Polish right-wing politician Grzegorz Braun MEP has had his immunity removed by the European Parliament to face charges in Poland, including allegedly inciting religious hatred against Jews and confronting a doctor involved in a late-term abortion.
It is the second time this year that Braun, former leader of the Confederation of the Polish Crown party (KKP) and an independent MEP, has had his immunity lifted by the EP to face charges in Poland.
Further charges against him are reportedly in the pipeline, including one for his alleged assertion in a radio interview that “Auschwitz with its gas chambers is unfortunately a fake”.
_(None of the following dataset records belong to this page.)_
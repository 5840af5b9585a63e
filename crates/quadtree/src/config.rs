//! Quadtree configuration.

use serde::{Deserialize, Serialize};

use crate::error::Result;

/// Subdivision settings, fixed when the tree is constructed.
#[derive(Debug, Clone, PartialEq, Deserialize, Serialize)]
pub struct QuadtreeConfig {
    /// Leaves created by a split have a half-extent strictly greater than
    /// this on both axes.
    /// Takes priority over `max_objects`.
    #[serde(default = "default_min_leaf_size")]
    pub min_leaf_size: f32,
    /// Number of objects a leaf holds before the next insertion splits it.
    #[serde(default = "default_max_objects")]
    pub max_objects: usize,
    /// Maximum depth. Recorded but not enforced: only `min_leaf_size`
    /// bounds subdivision.
    #[serde(default = "default_max_depth")]
    pub max_depth: u32,
}

impl QuadtreeConfig {
    /// Parse a configuration from a TOML document. Missing keys take defaults.
    pub fn from_toml_str(contents: &str) -> Result<Self> {
        Ok(toml::from_str(contents)?)
    }
}

impl Default for QuadtreeConfig {
    fn default() -> Self {
        Self {
            min_leaf_size: default_min_leaf_size(),
            max_objects: default_max_objects(),
            max_depth: default_max_depth(),
        }
    }
}

fn default_min_leaf_size() -> f32 {
    10.0
}
fn default_max_objects() -> usize {
    2
}
fn default_max_depth() -> u32 {
    5
}
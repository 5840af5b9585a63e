//! Quadtree error types.

use thiserror::Error;

use crate::container::ObjectId;
use crate::node::NodeId;

/// Errors reported by the quadtree.
#[derive(Debug, Error)]
pub enum QuadtreeError {
    #[error("Address {requested:#x} does not match node address {found:#x}")]
    AddressMismatch { requested: u64, found: u64 },

    #[error("Invalid quadtree configuration: {0}")]
    InvalidConfig(#[from] toml::de::Error),

    #[error("Unknown node: {0:?}")]
    UnknownNode(NodeId),

    #[error("Unknown object: {0:?}")]
    UnknownObject(ObjectId),

    #[error("Membership of {object:?} in {node:?} is only recorded on one side")]
    MembershipMismatch { node: NodeId, object: ObjectId },

    #[error("Internal node {node:?} still lists objects")]
    InternalNodeHoldsObjects { node: NodeId },

    #[error("Node {node:?} address is not derived from its parent")]
    AddressInvariant { node: NodeId },
}

/// Result alias for quadtree operations.
pub type Result<T> = std::result::Result<T, QuadtreeError>;
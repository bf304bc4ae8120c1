//! Frame-time normalization.
//!
//! The pipeline never reads a clock. The caller measures how long the last
//! frame took and converts it here into the `dt` multiplier every per-tick
//! operation takes: 1.0 for a frame at the design rate, 2.0 for a frame twice
//! as long, clamped so a hitch cannot integrate an unbounded step.

use std::time::Duration;

use tracing::warn;

use crate::config::{StepConfig, DESIGN_FPS, MAX_DELTA_TIME};
use crate::error::Result;

/// Converts frame durations into clamped time-step multipliers.
#[derive(Debug, Clone, Copy, PartialEq)]
pub struct TimeStep {
    /// Duration of one frame at the design rate
    frame_time: Duration,
    /// Largest multiplier ever returned
    max_delta_time: f32,
}

impl Default for TimeStep {
    fn default() -> Self {
        Self::with_rate(DESIGN_FPS, MAX_DELTA_TIME)
    }
}

impl TimeStep {
    /// Build from a validated step config.
    pub fn from_config(config: &StepConfig) -> Result<Self> {
        config.validate()?;
        Ok(Self::with_rate(config.target_fps, config.max_delta_time))
    }

    /// `target_fps` must be positive and finite.
    fn with_rate(target_fps: f32, max_delta_time: f32) -> Self {
        Self {
            frame_time: Duration::from_secs_f32(1.0 / target_fps),
            max_delta_time,
        }
    }

    /// Duration of one frame at the design rate.
    #[must_use]
    pub fn frame_time(&self) -> Duration {
        self.frame_time
    }

    /// The multiplier for a frame that took `elapsed`.
    #[must_use]
    pub fn delta_for(&self, elapsed: Duration) -> f32 {
        let raw = elapsed.as_secs_f32() / self.frame_time.as_secs_f32();
        if raw > self.max_delta_time {
            warn!(
                elapsed_ms = elapsed.as_secs_f64() * 1000.0,
                delta = raw,
                clamped = self.max_delta_time,
                "frame hitch, clamping time step"
            );
            self.max_delta_time
        } else {
            raw
        }
    }
}

/// Tracks the timestamp of the previous frame.
///
/// Timestamps are whatever monotonic reading the caller has, expressed as a
/// duration since any fixed origin.
#[derive(Debug, Clone, Copy, Default, PartialEq)]
pub struct FrameClock {
    step: TimeStep,
    last: Option<Duration>,
}

impl FrameClock {
    /// A clock that has not seen a frame yet.
    #[must_use]
    pub fn new(step: TimeStep) -> Self {
        Self { step, last: None }
    }

    /// Record a frame at `now` and return its multiplier. The first frame,
    /// having no predecessor, counts as exactly one design frame. A timestamp
    /// earlier than the previous one yields zero.
    pub fn tick(&mut self, now: Duration) -> f32 {
        let dt = match self.last {
            Some(last) => self.step.delta_for(now.saturating_sub(last)),
            None => 1.0,
        };
        self.last = Some(now);
        dt
    }
}
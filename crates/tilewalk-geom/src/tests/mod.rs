//! Property tests for the geometry primitives and the chunk assembler.
//!
//! - `properties.rs`: invariants that must hold for arbitrary rectangles and
//!   segments (symmetry, edge exclusivity, degenerate inputs, chunk coverage)

mod properties;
In May this year, the EP approved a request to strip Braun of immunity for an incident in December 2023, when he allegedly put out candles with a fire extinguisher during a Hanukkah celebration held in Poland’s parliament.
Braun had already been indicted for that incident but now prosecutors want to charge him with inciting religious hatred as well. That was over a radio interview in which he allegedly described Hanukkah as a “Satanic and racist celebration posing a threat to Polish Catholics, which should be counteracted”.
Other alleged crimes include disturbing the peace during a Holocaust lecture and assaulting and insulting a public official.
This time MEPs voted by a majority of 554 to 60 on November 13 to lift Braun’s immunity after Polish prosecutors filed six charges against him.
Four of those relate to an incident in April when Braun is alleged to have entered a hospital and confronted a gynaecologist who had terminated a pregnancy in its ninth month.
He is accused of deprivation of liberty for preventing the doctor from leaving her office, of violating the doctor’s physical integrity by pushing her and holding her down as well as of insulting and slandering her.
Prosecutors also want to charge Braun with the alleged destruction of property in an incident during his presidential campaign in March this year when he took down posters displayed in a LGBT exhibition.
His presidential campaign, which ended with him coming fourth with 6.4 per cent of the vote, focused on opposition to “the Ukrainisation of Poland”. On several occasions he took down Ukrainian flags displayed on public buildings.
He was expelled from the broader political alliance, Confederation Liberty and Independence, in January to stand against that group’s official presidential candidate Sławomir Mentzen, who came third with just over 15 per cent.
The KKP is currently polling between 5 per cent and 10 per cent of the vote and has attracted former supporters of the opposition Conservatives (PiS). They back Braun’s policies of seeking Polish withdrawal from the European Union, the restoration of capital punishment and the end of immigration from Ukraine.
Braun has been working with the veteran of the Polish libertarian Right, Janusz Korwin-Mikke, who admires Russian President Vladimir Putin and wants the restoration of the Polish monarchy and a rejection of democracy.
In the EP, Braun sits as an independent as none of the three right wing groupings in the parliament would have him as one of their members due to what they see as his openly anti-Semitic views.
He reportedly disrupted a Holocaust remembrance ceremony in the EP this year, protesting against Israel’s actions in Gaza.
Other Polish MEPs who have lost EP immunity during the current parliamentary term include PiS politicians Adam Bielan, Maciej Wąsik, Mariusz Kamiński, Daniel Obajtek and Michał Dworczyk. All have been indicted on allegations of having abused power during the lifetime of the last PiS government.